## RECORD EXTRACTS
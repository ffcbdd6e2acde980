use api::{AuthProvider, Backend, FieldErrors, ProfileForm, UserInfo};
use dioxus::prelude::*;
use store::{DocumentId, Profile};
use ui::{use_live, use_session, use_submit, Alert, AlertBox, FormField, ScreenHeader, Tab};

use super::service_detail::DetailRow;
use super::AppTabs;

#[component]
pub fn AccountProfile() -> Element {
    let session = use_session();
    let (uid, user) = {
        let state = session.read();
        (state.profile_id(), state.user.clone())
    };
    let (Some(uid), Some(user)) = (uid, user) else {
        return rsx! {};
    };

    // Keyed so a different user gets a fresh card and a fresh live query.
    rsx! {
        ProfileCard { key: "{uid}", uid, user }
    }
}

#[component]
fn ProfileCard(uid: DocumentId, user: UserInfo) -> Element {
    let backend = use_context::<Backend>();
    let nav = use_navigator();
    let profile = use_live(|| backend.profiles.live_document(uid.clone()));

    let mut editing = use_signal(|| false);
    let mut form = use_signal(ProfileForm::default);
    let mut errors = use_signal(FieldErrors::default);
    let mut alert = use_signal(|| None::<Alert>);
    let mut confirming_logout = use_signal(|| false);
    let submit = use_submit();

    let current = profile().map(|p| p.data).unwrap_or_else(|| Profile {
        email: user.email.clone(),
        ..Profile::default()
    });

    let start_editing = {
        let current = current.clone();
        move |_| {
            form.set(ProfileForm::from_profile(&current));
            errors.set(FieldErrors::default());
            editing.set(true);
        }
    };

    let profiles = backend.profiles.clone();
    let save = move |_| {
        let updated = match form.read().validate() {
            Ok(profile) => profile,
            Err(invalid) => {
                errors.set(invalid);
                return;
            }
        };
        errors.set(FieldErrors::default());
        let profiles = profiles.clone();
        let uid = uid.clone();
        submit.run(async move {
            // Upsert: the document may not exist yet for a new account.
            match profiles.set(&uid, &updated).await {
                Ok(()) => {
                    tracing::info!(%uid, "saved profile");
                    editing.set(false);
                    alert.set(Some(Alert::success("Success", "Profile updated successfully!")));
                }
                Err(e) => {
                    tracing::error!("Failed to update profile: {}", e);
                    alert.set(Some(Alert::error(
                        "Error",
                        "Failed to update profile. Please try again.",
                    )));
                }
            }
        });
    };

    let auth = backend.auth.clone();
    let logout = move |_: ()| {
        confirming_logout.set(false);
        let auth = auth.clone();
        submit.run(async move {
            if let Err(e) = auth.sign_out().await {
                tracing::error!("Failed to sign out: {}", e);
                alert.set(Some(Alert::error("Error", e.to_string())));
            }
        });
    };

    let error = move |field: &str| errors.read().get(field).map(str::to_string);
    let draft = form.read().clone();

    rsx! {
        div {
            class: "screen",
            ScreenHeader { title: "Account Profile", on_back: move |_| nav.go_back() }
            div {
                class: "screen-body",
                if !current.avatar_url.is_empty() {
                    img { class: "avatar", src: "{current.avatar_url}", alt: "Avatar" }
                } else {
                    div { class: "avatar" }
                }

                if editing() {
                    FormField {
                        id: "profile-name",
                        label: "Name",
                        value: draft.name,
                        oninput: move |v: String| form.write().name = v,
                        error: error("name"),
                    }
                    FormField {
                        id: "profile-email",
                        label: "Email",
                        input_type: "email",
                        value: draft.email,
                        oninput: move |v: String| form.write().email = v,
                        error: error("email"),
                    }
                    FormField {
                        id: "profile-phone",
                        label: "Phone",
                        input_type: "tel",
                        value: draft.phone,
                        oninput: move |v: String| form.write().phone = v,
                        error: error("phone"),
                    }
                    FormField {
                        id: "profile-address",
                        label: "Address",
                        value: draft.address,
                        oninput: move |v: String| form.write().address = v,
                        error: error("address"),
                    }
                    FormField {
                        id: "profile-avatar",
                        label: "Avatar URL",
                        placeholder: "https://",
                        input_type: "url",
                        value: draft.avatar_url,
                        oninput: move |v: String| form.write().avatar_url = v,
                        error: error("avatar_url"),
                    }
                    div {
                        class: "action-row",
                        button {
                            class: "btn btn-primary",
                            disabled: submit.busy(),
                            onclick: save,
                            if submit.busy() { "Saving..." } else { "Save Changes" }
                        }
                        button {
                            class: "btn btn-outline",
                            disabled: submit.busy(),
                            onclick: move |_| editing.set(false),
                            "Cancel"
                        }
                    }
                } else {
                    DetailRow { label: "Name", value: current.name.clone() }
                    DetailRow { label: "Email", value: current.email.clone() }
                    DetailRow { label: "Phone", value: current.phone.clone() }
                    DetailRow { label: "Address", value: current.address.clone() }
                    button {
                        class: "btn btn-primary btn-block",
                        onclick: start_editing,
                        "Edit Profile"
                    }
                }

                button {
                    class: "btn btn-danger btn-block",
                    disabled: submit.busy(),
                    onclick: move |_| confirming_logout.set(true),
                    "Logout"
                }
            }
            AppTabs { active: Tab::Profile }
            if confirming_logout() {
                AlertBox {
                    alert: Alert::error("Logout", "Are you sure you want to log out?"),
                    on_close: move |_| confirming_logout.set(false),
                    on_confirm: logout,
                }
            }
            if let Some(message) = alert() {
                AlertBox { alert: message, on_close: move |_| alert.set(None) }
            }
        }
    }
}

## TASK OBJECTIVE
Where a line above holds the word "DocumentId", copy it.

## RESPONSE AREA
use store::{DocumentId, Profile};
fn ProfileCard(uid: DocumentId, user: UserInfo) -> Element {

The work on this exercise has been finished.